**Your objective**
Spot each line in the data below containing "RequestId" and copy it.

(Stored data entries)
....................

//! Custom Axum extractors.
//!
//! Each one rejects with an [`AppError`] so that malformed input is reported
//! in the canonical error envelope instead of axum's plain-text rejections:
//!
//! - [`JsonBody`]: JSON request body, `400 invalid_input` when malformed or
//!   over the route's body limit
//! - [`QueryParams`]: query string
//! - [`PathParam`]: path segments
//! - [`RequestId`]: request id assigned by the pipeline
//!
//! # Examples
//!
//! ```ignore
//! async fn handler(
//!     Authenticated(actor): Authenticated,
//!     PathParam(key): PathParam<String>,
//!     JsonBody(body): JsonBody<PutRequest>,
//! ) -> Result<Replayable, AppError> {
//!     ...
//! }
//! ```

use crate::error::AppError;
use crate::middleware::{RequestId, synthesize_request_id};
use axum::{
    async_trait,
    body::Bytes,
    extract::{FromRequest, FromRequestParts, Path, Query, Request},
    http::request::Parts,
};
use serde::de::DeserializeOwned;

/// JSON request body.
///
/// The content type is not checked; the body must parse as `T`.
#[derive(Debug, Clone)]
pub struct JsonBody<T>(pub T);

#[async_trait]
impl<S, T> FromRequest<S> for JsonBody<T>
where
    S: Send + Sync,
    T: DeserializeOwned,
{
    type Rejection = AppError;

    async fn from_request(req: Request, state: &S) -> Result<Self, Self::Rejection> {
        let bytes = Bytes::from_request(req, state)
            .await
            .map_err(|rejection| AppError::invalid_input(rejection.body_text()))?;

        serde_json::from_slice(&bytes)
            .map(Self)
            .map_err(|err| AppError::invalid_input(format!("invalid JSON body: {err}")))
    }
}

/// Query string parameters.
#[derive(Debug, Clone)]
pub struct QueryParams<T>(pub T);

#[async_trait]
impl<S, T> FromRequestParts<S> for QueryParams<T>
where
    S: Send + Sync,
    T: DeserializeOwned,
{
    type Rejection = AppError;

    async fn from_request_parts(parts: &mut Parts, state: &S) -> Result<Self, Self::Rejection> {
        Query::<T>::from_request_parts(parts, state)
            .await
            .map(|Query(value)| Self(value))
            .map_err(|rejection| AppError::invalid_input(rejection.body_text()))
    }
}

/// Path parameters.
#[derive(Debug, Clone)]
pub struct PathParam<T>(pub T);

#[async_trait]
impl<S, T> FromRequestParts<S> for PathParam<T>
where
    S: Send + Sync,
    T: DeserializeOwned + Send,
{
    type Rejection = AppError;

    async fn from_request_parts(parts: &mut Parts, state: &S) -> Result<Self, Self::Rejection> {
        Path::<T>::from_request_parts(parts, state)
            .await
            .map(|Path(value)| Self(value))
            .map_err(|rejection| AppError::invalid_input(rejection.body_text()))
    }
}

#[async_trait]
impl<S> FromRequestParts<S> for RequestId
where
    S: Send + Sync,
{
    type Rejection = std::convert::Infallible;

    async fn from_request_parts(parts: &mut Parts, _state: &S) -> Result<Self, Self::Rejection> {
        Ok(parts
            .extensions
            .get::<Self>()
            .cloned()
            .unwrap_or_else(|| Self(synthesize_request_id())))
    }
}

#[cfg(test)]
#[allow(clippy::unwrap_used, clippy::expect_used)]
mod tests {
    use super::*;
    use axum::{Router, extract::DefaultBodyLimit, routing::post};
    use serde::Deserialize;
    use service_spine_testing::{TestRequest, error_code, read_json};
    use tower::ServiceExt;

    #[derive(Debug, Deserialize)]
    struct Body {
        name: String,
    }

    async fn echo(JsonBody(body): JsonBody<Body>) -> String {
        body.name
    }

    fn app() -> Router {
        Router::new()
            .route("/echo", post(echo))
            .layer(DefaultBodyLimit::max(16))
    }

    #[tokio::test]
    async fn test_json_body_parses() {
        let response = app()
            .oneshot(TestRequest::post("/echo").json(&serde_json::json!({"name": "a"})).build())
            .await
            .unwrap();
        assert_eq!(response.status(), 200);
    }

    #[tokio::test]
    async fn test_malformed_json_is_invalid_input() {
        let response = app()
            .oneshot(TestRequest::post("/echo").raw("{not json").build())
            .await
            .unwrap();
        assert_eq!(response.status(), 400);
        let body = read_json(response).await;
        assert_eq!(error_code(&body), Some("invalid_input"));
    }

    #[tokio::test]
    async fn test_oversized_body_is_invalid_input() {
        let response = app()
            .oneshot(
                TestRequest::post("/echo")
                    .json(&serde_json::json!({"name": "far too long for the limit"}))
                    .build(),
            )
            .await
            .unwrap();
        assert_eq!(response.status(), 400);
        let body = read_json(response).await;
        assert_eq!(error_code(&body), Some("invalid_input"));
    }
}
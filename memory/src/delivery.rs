use async_trait::async_trait;
use service_spine_core::repository::{DeliveryLog, DeliveryRecord, RepositoryError, normalize_limit};
use std::collections::HashMap;
use std::sync::Arc;
use tokio::sync::Mutex;

/// Append-only delivery log keyed by webhook id.
#[derive(Debug, Clone, Default)]
pub struct InMemoryDeliveryLog {
    deliveries: Arc<Mutex<HashMap<String, Vec<DeliveryRecord>>>>,
}

impl InMemoryDeliveryLog {
    /// Create an empty log.
    #[must_use]
    pub fn new() -> Self {
        Self::default()
    }
}

#[async_trait]
impl DeliveryLog for InMemoryDeliveryLog {
    async fn add(&self, record: DeliveryRecord) -> Result<(), RepositoryError> {
        self.deliveries
            .lock()
            .await
            .entry(record.webhook_id.clone())
            .or_default()
            .push(record);
        Ok(())
    }

    async fn list_by_webhook(
        &self,
        webhook_id: &str,
        limit: i64,
    ) -> Result<Vec<DeliveryRecord>, RepositoryError> {
        let limit = normalize_limit(limit);
        let deliveries = self.deliveries.lock().await;
        let Some(log) = deliveries.get(webhook_id) else {
            return Ok(Vec::new());
        };
        let start = log.len().saturating_sub(limit);
        Ok(log[start..].to_vec())
    }
}
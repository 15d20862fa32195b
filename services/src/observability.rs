//! Observability service: operator-maintained component health.
//!
//! Components written here are reported by the host's `/health` endpoint.
//! A critical component in `degraded` or `unhealthy` makes the whole report
//! `unhealthy`.
//!
//! | Route | Method | Roles | Idempotency |
//! |---|---|---|---|
//! | `/api/v1/observability/components` | `GET` | any | read-only |
//! | `/api/v1/observability/components/:name` | `GET` | any | read-only |
//! | `/api/v1/observability/components/:name` | `PUT` | `admin` | `Idempotency-Key` required |
//! | `/api/v1/observability/components/:name` | `DELETE` | `admin` | natively idempotent |
//!
//! An upsert whose reservation was never completed is re-executed on retry;
//! the upsert rewrites the same fields with a fresh `updated_at`.

use crate::Context;
use crate::validate;
use axum::{Router, extract::State, middleware::from_fn_with_state, routing::get};
use chrono::{DateTime, Utc};
use serde::{Deserialize, Serialize};
use serde_json::json;
use service_spine_core::actor::Role;
use service_spine_core::environment::Clock;
use service_spine_core::health::{ComponentCheck, HealthStatus};
use service_spine_core::repository::{Record, RecordStore};
use service_spine_memory::InMemoryRecordStore;
use service_spine_runtime::IdempotencyEngine;
use service_spine_web::{
    ApiResponse, AppError, AuthPolicy, Authenticated, DomainService, JsonBody, PathParam,
    Replayable, WebResult, authenticate,
};
use std::sync::Arc;

/// Longest accepted component name.
pub const MAX_NAME_BYTES: usize = 128;

/// Longest accepted component message.
pub const MAX_MESSAGE_BYTES: usize = 512;

const ADMINS: &[Role] = &[Role::Admin];

/// A component whose status operators report.
#[derive(Debug, Clone, PartialEq, Eq, Serialize, Deserialize)]
pub struct Component {
    /// Lowercase, trimmed name.
    pub name: String,
    /// Reported status.
    pub status: HealthStatus,
    /// Observed latency.
    pub latency_ms: u64,
    /// Whether a failure fails the service.
    pub critical: bool,
    /// Operator note.
    #[serde(default, skip_serializing_if = "Option::is_none")]
    pub message: Option<String>,
    /// Last write.
    pub updated_at: DateTime<Utc>,
    /// Subject of the last writer.
    pub updated_by: String,
}

impl Record for Component {
    type SortKey = String;

    fn record_id(&self) -> &str {
        &self.name
    }

    fn sort_key(&self) -> String {
        self.name.clone()
    }
}

impl Component {
    /// The health check this component contributes.
    #[must_use]
    pub fn to_check(&self) -> ComponentCheck {
        let mut check = ComponentCheck::new(self.name.clone(), self.status).with_latency_ms(self.latency_ms);
        if !self.critical {
            check = check.non_critical();
        }
        if let Some(message) = &self.message {
            check = check.with_message(message.clone());
        }
        check
    }
}

/// Body of an upsert.
#[derive(Debug, Clone, Deserialize)]
pub struct UpsertRequest {
    /// One of `healthy`, `degraded`, `unhealthy`.
    pub status: String,
    /// Observed latency; must not be negative.
    #[serde(default)]
    pub latency_ms: i64,
    /// Defaults to `true`.
    #[serde(default)]
    pub critical: Option<bool>,
    /// Optional note.
    #[serde(default)]
    pub message: Option<String>,
}

#[derive(Clone)]
struct ObservabilityState {
    components: Arc<dyn RecordStore<Component>>,
    idempotency: IdempotencyEngine,
    clock: Arc<dyn Clock>,
}

/// The observability domain service.
#[derive(Clone)]
pub struct ObservabilityService {
    state: ObservabilityState,
}

impl std::fmt::Debug for ObservabilityService {
    fn fmt(&self, f: &mut std::fmt::Formatter<'_>) -> std::fmt::Result {
        f.debug_struct("ObservabilityService").finish_non_exhaustive()
    }
}

impl ObservabilityService {
    /// Build over explicit stores.
    #[must_use]
    pub fn new(
        ctx: &Context,
        components: Arc<dyn RecordStore<Component>>,
        idempotency: IdempotencyEngine,
    ) -> Self {
        Self {
            state: ObservabilityState {
                components,
                idempotency,
                clock: Arc::clone(&ctx.clock),
            },
        }
    }

    /// Build over in-memory stores.
    #[must_use]
    pub fn in_memory(ctx: &Context) -> Self {
        Self::new(
            ctx,
            Arc::new(InMemoryRecordStore::<Component>::new("component")),
            ctx.in_memory_idempotency(),
        )
    }
}

#[async_trait::async_trait]
impl DomainService for ObservabilityService {
    fn name(&self) -> &'static str {
        "observability"
    }

    fn routes(&self) -> Router {
        Router::new()
            .route("/api/v1/observability/components", get(list_components))
            .route(
                "/api/v1/observability/components/:name",
                get(get_component).put(upsert_component).delete(delete_component),
            )
            .route_layer(from_fn_with_state(AuthPolicy::users(), authenticate))
            .with_state(self.state.clone())
    }

    async fn component_checks(&self) -> Vec<ComponentCheck> {
        match self.state.components.list().await {
            Ok(components) => components.iter().map(Component::to_check).collect(),
            Err(error) => {
                tracing::warn!(error = %error, "Failed to list components for health report");
                vec![
                    ComponentCheck::new("observability", HealthStatus::Unhealthy)
                        .with_message(error.to_string()),
                ]
            }
        }
    }
}

async fn upsert_component(
    State(state): State<ObservabilityState>,
    Authenticated(actor): Authenticated,
    PathParam(name): PathParam<String>,
    JsonBody(body): JsonBody<UpsertRequest>,
) -> WebResult<Replayable> {
    actor.require_role(ADMINS)?;
    let idempotency_key = actor.require_idempotency_key()?.to_string();

    let name = validate::name("name", &name, MAX_NAME_BYTES)?;
    let status = HealthStatus::parse(&body.status).ok_or_else(|| {
        AppError::invalid_input("status must be one of healthy, degraded, unhealthy")
    })?;
    let latency_ms = u64::try_from(body.latency_ms)
        .map_err(|_| AppError::invalid_input("latency_ms must not be negative"))?;
    let critical = body.critical.unwrap_or(true);
    let message = validate::optional("message", body.message.as_deref(), MAX_MESSAGE_BYTES)?;

    let payload = json!({
        "op": "component_upsert",
        "name": name,
        "status": status,
        "latency_ms": latency_ms,
        "critical": critical,
        "message": message,
    });

    let components = Arc::clone(&state.components);
    let clock = Arc::clone(&state.clock);
    let stored = state
        .idempotency
        .execute(&idempotency_key, &payload, move || async move {
            let component = components
                .upsert(Component {
                    name,
                    status,
                    latency_ms,
                    critical,
                    message,
                    updated_at: clock.now(),
                    updated_by: actor.subject,
                })
                .await?;
            tracing::info!(
                component = %component.name,
                status = %component.status,
                critical = component.critical,
                "Component status updated"
            );
            Ok::<_, AppError>((200, component))
        })
        .await?;

    Ok(Replayable(stored))
}

async fn list_components(
    State(state): State<ObservabilityState>,
    Authenticated(_actor): Authenticated,
) -> WebResult<ApiResponse<Vec<Component>>> {
    Ok(ApiResponse::ok(state.components.list().await?))
}

async fn get_component(
    State(state): State<ObservabilityState>,
    Authenticated(_actor): Authenticated,
    PathParam(name): PathParam<String>,
) -> WebResult<ApiResponse<Component>> {
    let name = validate::name("name", &name, MAX_NAME_BYTES)?;
    Ok(ApiResponse::ok(state.components.get(&name).await?))
}

/// A second delete of the same name is `404 not_found` and changes nothing.
async fn delete_component(
    State(state): State<ObservabilityState>,
    Authenticated(actor): Authenticated,
    PathParam(name): PathParam<String>,
) -> WebResult<ApiResponse<Component>> {
    actor.require_role(ADMINS)?;
    let name = validate::name("name", &name, MAX_NAME_BYTES)?;
    let removed = state.components.delete(&name).await?;
    tracing::info!(component = %removed.name, "Component removed");
    Ok(ApiResponse::ok(removed).with_message("component deleted"))
}
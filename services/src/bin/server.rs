//! HTTP server hosting every domain service.
//!
//! ```text
//! spine-server [config.toml]
//! ```

use service_spine_services::bootstrap::{init_tracing, load_config};
use service_spine_services::{CacheService, Context, MigrationService, ObservabilityService, WebhookService};
use service_spine_web::{ServiceHost, shutdown_signal};

#[tokio::main]
async fn main() -> anyhow::Result<()> {
    let config = load_config(std::env::args().skip(1))?;
    init_tracing();

    let ctx = Context::system(config.clone());
    let host = ServiceHost::new(config, ctx.clock.clone())
        .mount(CacheService::in_memory(&ctx))
        .mount(ObservabilityService::in_memory(&ctx))
        .mount(WebhookService::in_memory(&ctx))
        .mount(MigrationService::in_memory(&ctx));

    host.run(shutdown_signal()).await?;
    tracing::info!("Server stopped");
    Ok(())
}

....................

**Your response**
//! - [`RequestId`]: request id assigned by the pipeline
use crate::middleware::{RequestId, synthesize_request_id};
impl<S> FromRequestParts<S> for RequestId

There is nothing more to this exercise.